His family were black. His musical roots were black. And the boy from Gary, Indiana, was Motown to his bones.
Watch the clip on YouTube of the Jackson brothers auditioning in 1968 for Tamla Motown as 10-year-old Michael goes through his moves. He’s the funkiest little guy in the world. He dances like James Brown’s grandson and he sings like an angel. The glossy sheen of the Jackson 5 is missing and what you get is pure, undiluted soul. In the best of his music, that soul was always there.
There was always something of the old-school showbiz star about Michael. He was, above all, an entertainer. A song and dance man in the great tradition.
It was not difficult to understand how he could become great friends with Elizabeth Taylor.
What we miss today, and who we mourn today, is all based upon how that dazzling young entertainer made us feel.
Debate will always rage about his private life – the surgeon’s scalpel, the Peter Pan fantasies, the bizarre relationships with children.
He was acquitted of child abuse but those allegations never truly left him in life, and they will not let him go in death. Already there are those saying: “Michael could never harm a child.”

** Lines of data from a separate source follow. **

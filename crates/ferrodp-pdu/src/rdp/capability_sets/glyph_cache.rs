use ferrodp_core::{
    ensure_fixed_part_size, invalid_field_err, read_padding, write_padding, Decode, DecodeResult, Encode, EncodeResult,
    ReadCursor, WriteCursor,
};
use num_derive::{FromPrimitive, ToPrimitive};
use num_traits::{FromPrimitive as _, ToPrimitive as _};

pub const GLYPH_CACHE_NUM: usize = 10;

const GLYPH_CACHE_LENGTH: usize = 48;
const CACHE_DEFINITION_SIZE: usize = 4;

/// Glyph Cache Capability Set ([MS-RDPBCGR] 2.2.7.1.8).
#[derive(Debug, PartialEq, Eq, Clone)]
pub struct GlyphCache {
    pub glyph_cache: [CacheDefinition; GLYPH_CACHE_NUM],
    pub frag_cache: CacheDefinition,
    pub glyph_support_level: GlyphSupportLevel,
}

impl GlyphCache {
    const NAME: &'static str = "GlyphCache";

    const FIXED_PART_SIZE: usize = GLYPH_CACHE_LENGTH;
}

impl Encode for GlyphCache {
    fn encode(&self, dst: &mut WriteCursor<'_>) -> EncodeResult<()> {
        ensure_fixed_part_size!(in: dst);

        for cache in self.glyph_cache.iter() {
            cache.encode(dst)?;
        }

        self.frag_cache.encode(dst)?;
        dst.write_u16(
            self.glyph_support_level
                .to_u16()
                .ok_or_else(|| invalid_field_err!("glyphSupportLevel", "unrepresentable"))?,
        );
        write_padding!(dst, 2);

        Ok(())
    }

    fn name(&self) -> &'static str {
        Self::NAME
    }

    fn size(&self) -> usize {
        Self::FIXED_PART_SIZE
    }
}

impl<'de> Decode<'de> for GlyphCache {
    fn decode(src: &mut ReadCursor<'de>) -> DecodeResult<Self> {
        ensure_fixed_part_size!(in: src);

        let mut glyph_cache = [CacheDefinition::default(); GLYPH_CACHE_NUM];

        for cache in glyph_cache.iter_mut() {
            *cache = CacheDefinition::decode(src)?;
        }

        let frag_cache = CacheDefinition::decode(src)?;
        let glyph_support_level = GlyphSupportLevel::from_u16(src.read_u16())
            .ok_or_else(|| invalid_field_err!("glyphSupportLevel", "invalid"))?;
        read_padding!(src, 2);

        Ok(Self {
            glyph_cache,
            frag_cache,
            glyph_support_level,
        })
    }
}

#[derive(Debug, PartialEq, Eq, Copy, Clone, Default)]
pub struct CacheDefinition {
    pub entries: u16,
    pub max_cell_size: u16,
}

impl CacheDefinition {
    const NAME: &'static str = "CacheDefinition";

    const FIXED_PART_SIZE: usize = CACHE_DEFINITION_SIZE;
}

impl Encode for CacheDefinition {
    fn encode(&self, dst: &mut WriteCursor<'_>) -> EncodeResult<()> {
        ensure_fixed_part_size!(in: dst);

        dst.write_u16(self.entries);
        dst.write_u16(self.max_cell_size);

        Ok(())
    }

    fn name(&self) -> &'static str {
        Self::NAME
    }

    fn size(&self) -> usize {
        Self::FIXED_PART_SIZE
    }
}

impl<'de> Decode<'de> for CacheDefinition {
    fn decode(src: &mut ReadCursor<'de>) -> DecodeResult<Self> {
        ensure_fixed_part_size!(in: src);

        let entries = src.read_u16();
        let max_cell_size = src.read_u16();

        Ok(Self { entries, max_cell_size })
    }
}

#[derive(Debug, Copy, Clone, PartialEq, Eq, FromPrimitive, ToPrimitive)]
#[repr(u16)]
pub enum GlyphSupportLevel {
    None = 0,
    Partial = 1,
    Full = 2,
    Encode = 3,
}
use bitflags::bitflags;
use ferrodp_core::{
    ensure_fixed_part_size, ensure_size, Decode, DecodeResult, Encode, EncodeResult, ReadCursor, WriteCursor,
};

const FLAGS_SIZE: usize = 4;
const CHUNK_SIZE: usize = 4;

/// Virtual Channel Capability Set ([MS-RDPBCGR] 2.2.7.1.10).
#[derive(Debug, PartialEq, Eq, Clone)]
pub struct VirtualChannel {
    pub flags: VirtualChannelFlags,
    /// Server-only field; ignored when sent by the client.
    pub chunk_size: Option<u32>,
}

impl VirtualChannel {
    const NAME: &'static str = "VirtualChannel";

    const FIXED_PART_SIZE: usize = FLAGS_SIZE;
}

impl Encode for VirtualChannel {
    fn encode(&self, dst: &mut WriteCursor<'_>) -> EncodeResult<()> {
        ensure_size!(in: dst, size: self.size());

        dst.write_u32(self.flags.bits());

        if let Some(chunk_size) = self.chunk_size {
            dst.write_u32(chunk_size);
        }

        Ok(())
    }

    fn name(&self) -> &'static str {
        Self::NAME
    }

    fn size(&self) -> usize {
        Self::FIXED_PART_SIZE + self.chunk_size.map(|_| CHUNK_SIZE).unwrap_or(0)
    }
}

impl<'de> Decode<'de> for VirtualChannel {
    fn decode(src: &mut ReadCursor<'de>) -> DecodeResult<Self> {
        ensure_fixed_part_size!(in: src);

        let flags = VirtualChannelFlags::from_bits_truncate(src.read_u32());

        let chunk_size = if src.len() >= CHUNK_SIZE {
            Some(src.read_u32())
        } else {
            None
        };

        Ok(Self { flags, chunk_size })
    }
}

bitflags! {
    #[derive(Debug, Clone, Copy, PartialEq, Eq, PartialOrd, Ord, Hash)]
    pub struct VirtualChannelFlags: u32 {
        const NO_COMPRESSION = 0;
        const COMPRESSION_SERVER_TO_CLIENT = 1;
        const COMPRESSION_CLIENT_TO_SERVER_8K = 2;
    }
}
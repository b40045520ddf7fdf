use ferrodp_core::{
    ensure_fixed_part_size, Decode, DecodeResult, Encode, EncodeResult, ReadCursor, WriteCursor,
};

/// Set Error Info PDU Data ([MS-RDPBCGR] 2.2.5.1.1).
#[derive(Debug, Clone, PartialEq, Eq)]
pub struct ServerSetErrorInfoPdu(pub ErrorInfo);

impl ServerSetErrorInfoPdu {
    const NAME: &'static str = "ServerSetErrorInfoPdu";

    const FIXED_PART_SIZE: usize = 4;
}

impl Encode for ServerSetErrorInfoPdu {
    fn encode(&self, dst: &mut WriteCursor<'_>) -> EncodeResult<()> {
        ensure_fixed_part_size!(in: dst);

        dst.write_u32(self.0.raw_code());

        Ok(())
    }

    fn name(&self) -> &'static str {
        Self::NAME
    }

    fn size(&self) -> usize {
        Self::FIXED_PART_SIZE
    }
}

impl<'de> Decode<'de> for ServerSetErrorInfoPdu {
    fn decode(src: &mut ReadCursor<'de>) -> DecodeResult<Self> {
        ensure_fixed_part_size!(in: src);

        Ok(Self(ErrorInfo::from_raw_code(src.read_u32())))
    }
}

/// The MS-RDPBCGR error-info code space, reduced to the codes the client
/// reacts to; anything else is carried raw.
#[derive(Debug, Copy, Clone, PartialEq, Eq)]
pub enum ErrorInfo {
    None,
    RpcInitiatedDisconnect,
    RpcInitiatedLogoff,
    IdleTimeout,
    LogonTimeout,
    DisconnectedByOtherConnection,
    OutOfMemory,
    ServerDeniedConnection,
    ServerInsufficientPrivileges,
    ServerFreshCredentialsRequired,
    RpcInitiatedDisconnectByUser,
    LogoffByUser,
    LicenseInternal,
    LicenseNoLicenseServer,
    LicenseNoLicense,
    LicenseBadClientMsg,
    LicenseHwidDoesntMatchLicense,
    LicenseBadClientLicense,
    LicenseCantFinishProtocol,
    LicenseClientEndedProtocol,
    LicenseBadClientEncryption,
    LicenseCantUpgradeLicense,
    LicenseNoRemoteConnections,
    Other(u32),
}

impl ErrorInfo {
    pub fn from_raw_code(code: u32) -> Self {
        match code {
            0x0000_0000 => Self::None,
            0x0000_0001 => Self::RpcInitiatedDisconnect,
            0x0000_0002 => Self::RpcInitiatedLogoff,
            0x0000_0003 => Self::IdleTimeout,
            0x0000_0004 => Self::LogonTimeout,
            0x0000_0005 => Self::DisconnectedByOtherConnection,
            0x0000_0006 => Self::OutOfMemory,
            0x0000_0007 => Self::ServerDeniedConnection,
            0x0000_0009 => Self::ServerInsufficientPrivileges,
            0x0000_000A => Self::ServerFreshCredentialsRequired,
            0x0000_000B => Self::RpcInitiatedDisconnectByUser,
            0x0000_000C => Self::LogoffByUser,
            0x0000_0100 => Self::LicenseInternal,
            0x0000_0101 => Self::LicenseNoLicenseServer,
            0x0000_0102 => Self::LicenseNoLicense,
            0x0000_0103 => Self::LicenseBadClientMsg,
            0x0000_0104 => Self::LicenseHwidDoesntMatchLicense,
            0x0000_0105 => Self::LicenseBadClientLicense,
            0x0000_0106 => Self::LicenseCantFinishProtocol,
            0x0000_0107 => Self::LicenseClientEndedProtocol,
            0x0000_0108 => Self::LicenseBadClientEncryption,
            0x0000_0109 => Self::LicenseCantUpgradeLicense,
            0x0000_010A => Self::LicenseNoRemoteConnections,
            other => Self::Other(other),
        }
    }

    pub fn raw_code(self) -> u32 {
        match self {
            Self::None => 0x0000_0000,
            Self::RpcInitiatedDisconnect => 0x0000_0001,
            Self::RpcInitiatedLogoff => 0x0000_0002,
            Self::IdleTimeout => 0x0000_0003,
            Self::LogonTimeout => 0x0000_0004,
            Self::DisconnectedByOtherConnection => 0x0000_0005,
            Self::OutOfMemory => 0x0000_0006,
            Self::ServerDeniedConnection => 0x0000_0007,
            Self::ServerInsufficientPrivileges => 0x0000_0009,
            Self::ServerFreshCredentialsRequired => 0x0000_000A,
            Self::RpcInitiatedDisconnectByUser => 0x0000_000B,
            Self::LogoffByUser => 0x0000_000C,
            Self::LicenseInternal => 0x0000_0100,
            Self::LicenseNoLicenseServer => 0x0000_0101,
            Self::LicenseNoLicense => 0x0000_0102,
            Self::LicenseBadClientMsg => 0x0000_0103,
            Self::LicenseHwidDoesntMatchLicense => 0x0000_0104,
            Self::LicenseBadClientLicense => 0x0000_0105,
            Self::LicenseCantFinishProtocol => 0x0000_0106,
            Self::LicenseClientEndedProtocol => 0x0000_0107,
            Self::LicenseBadClientEncryption => 0x0000_0108,
            Self::LicenseCantUpgradeLicense => 0x0000_0109,
            Self::LicenseNoRemoteConnections => 0x0000_010A,
            Self::Other(other) => other,
        }
    }

    /// Whether this code marks a server-initiated but orderly session end.
    pub fn is_graceful_disconnect(self) -> bool {
        matches!(
            self,
            Self::RpcInitiatedDisconnect
                | Self::RpcInitiatedLogoff
                | Self::DisconnectedByOtherConnection
                | Self::RpcInitiatedDisconnectByUser
                | Self::LogoffByUser
                | Self::IdleTimeout
                | Self::LogonTimeout
        )
    }

    pub fn description(self) -> &'static str {
        match self {
            Self::None => "no error",
            Self::RpcInitiatedDisconnect => "the disconnection was initiated by an administrative tool",
            Self::RpcInitiatedLogoff => "the logoff was initiated by an administrative tool",
            Self::IdleTimeout => "the idle session limit was reached",
            Self::LogonTimeout => "the active session limit was reached",
            Self::DisconnectedByOtherConnection => "another user connected to the session",
            Self::OutOfMemory => "the server ran out of memory",
            Self::ServerDeniedConnection => "the server denied the connection",
            Self::ServerInsufficientPrivileges => "insufficient privileges for the session",
            Self::ServerFreshCredentialsRequired => "the server requires fresh credentials",
            Self::RpcInitiatedDisconnectByUser => "the disconnection was initiated by the user on the server",
            Self::LogoffByUser => "the user on the server logged off",
            Self::LicenseInternal => "internal licensing error",
            Self::LicenseNoLicenseServer => "no license server was available",
            Self::LicenseNoLicense => "no valid license was available",
            Self::LicenseBadClientMsg => "the client sent an invalid licensing message",
            Self::LicenseHwidDoesntMatchLicense => "the hardware id does not match the license",
            Self::LicenseBadClientLicense => "the client license is in an invalid format",
            Self::LicenseCantFinishProtocol => "the licensing protocol could not be completed",
            Self::LicenseClientEndedProtocol => "the client ended the licensing protocol prematurely",
            Self::LicenseBadClientEncryption => "a licensing message was incorrectly encrypted",
            Self::LicenseCantUpgradeLicense => "the client license could not be upgraded",
            Self::LicenseNoRemoteConnections => "the license server does not permit remote connections",
            Self::Other(_) => "unknown error code",
        }
    }
}
use super::slots::SlotMap;

const BRUSH_CACHE_ENTRIES: usize = 64;

/// A cached 8x8 brush bitmap in its original depth.
#[derive(Debug, Clone, PartialEq, Eq)]
pub struct CachedBrush {
    pub bpp: u8,
    pub data: Vec<u8>,
}

#[derive(Debug)]
pub struct BrushCache {
    entries: SlotMap<CachedBrush>,
}

impl Default for BrushCache {
    fn default() -> Self {
        Self::new()
    }
}

impl BrushCache {
    pub fn new() -> Self {
        Self {
            entries: SlotMap::new(BRUSH_CACHE_ENTRIES),
        }
    }

    pub fn get(&self, index: u8) -> Option<&CachedBrush> {
        self.entries.get(usize::from(index))
    }

    pub fn put(&mut self, index: u8, brush: CachedBrush) -> bool {
        let stored = self.entries.put(usize::from(index), brush);
        if !stored {
            warn!(index, "invalid brush cache index");
        }
        stored
    }
}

You will also certainly hear the opposite said. And grief should not kid us into thinking Michael was just misunderstood.
Nobody who dangles his baby over the edge of a hotel balcony can be considered entirely sane. But what overwhelms all the controversy and rumour and scandal is the memory of that magical entertainer burning up stage and screen with his brothers or alone – a song and dance man sent by heaven.
The biggest star of all time? Maybe. In his short, weird, wonderful life he was certainly up there with the greatest – Sinatra, The Beatles and Elvis.
But in terms of record sales, none of them – not the giants of American song, nor The Beatles – could match the
100 million sales of Thriller, a figure that will be out of date by the time you get to the end of this sentence.
For Michael Jackson is about to get even bigger, unimaginably bigger, as a new generation discovers him and those of us who grew up with him remember what we loved in the first place.
The surgery, the scandal, the whole Wacko Jacko phenomenon buried Michael Jackson’s music. The weirdness buried the memory of those dance moves. All that will change now.
Already – as I hear the records, look at the footage on YouTube and marvel once more at the fleet-footed Thriller video and the moonwalking of Billie Jean – I am dazzled to see how great he was.
The music and the moves burst with vitality. And with Jackson, as much as Gene Kelly doing Singin’ In The Rain, the song and the dance are inseparable.
Which is bitterly ironic, because he had not made much music in recent years. Few people under the age of 20 know Michael Jackson. But they will soon.
They call his life a soap opera. But it starred a millionaire who likes hanging out with children, undergoing cosmetic surgery that is closer to self-mutilation, and with a pet chimp called Bubbles as his best friend. It’s hardly Emmerdale, is it? No, Michael Jackson’s life was not a soap opera. It was a Shakespearean tragedy.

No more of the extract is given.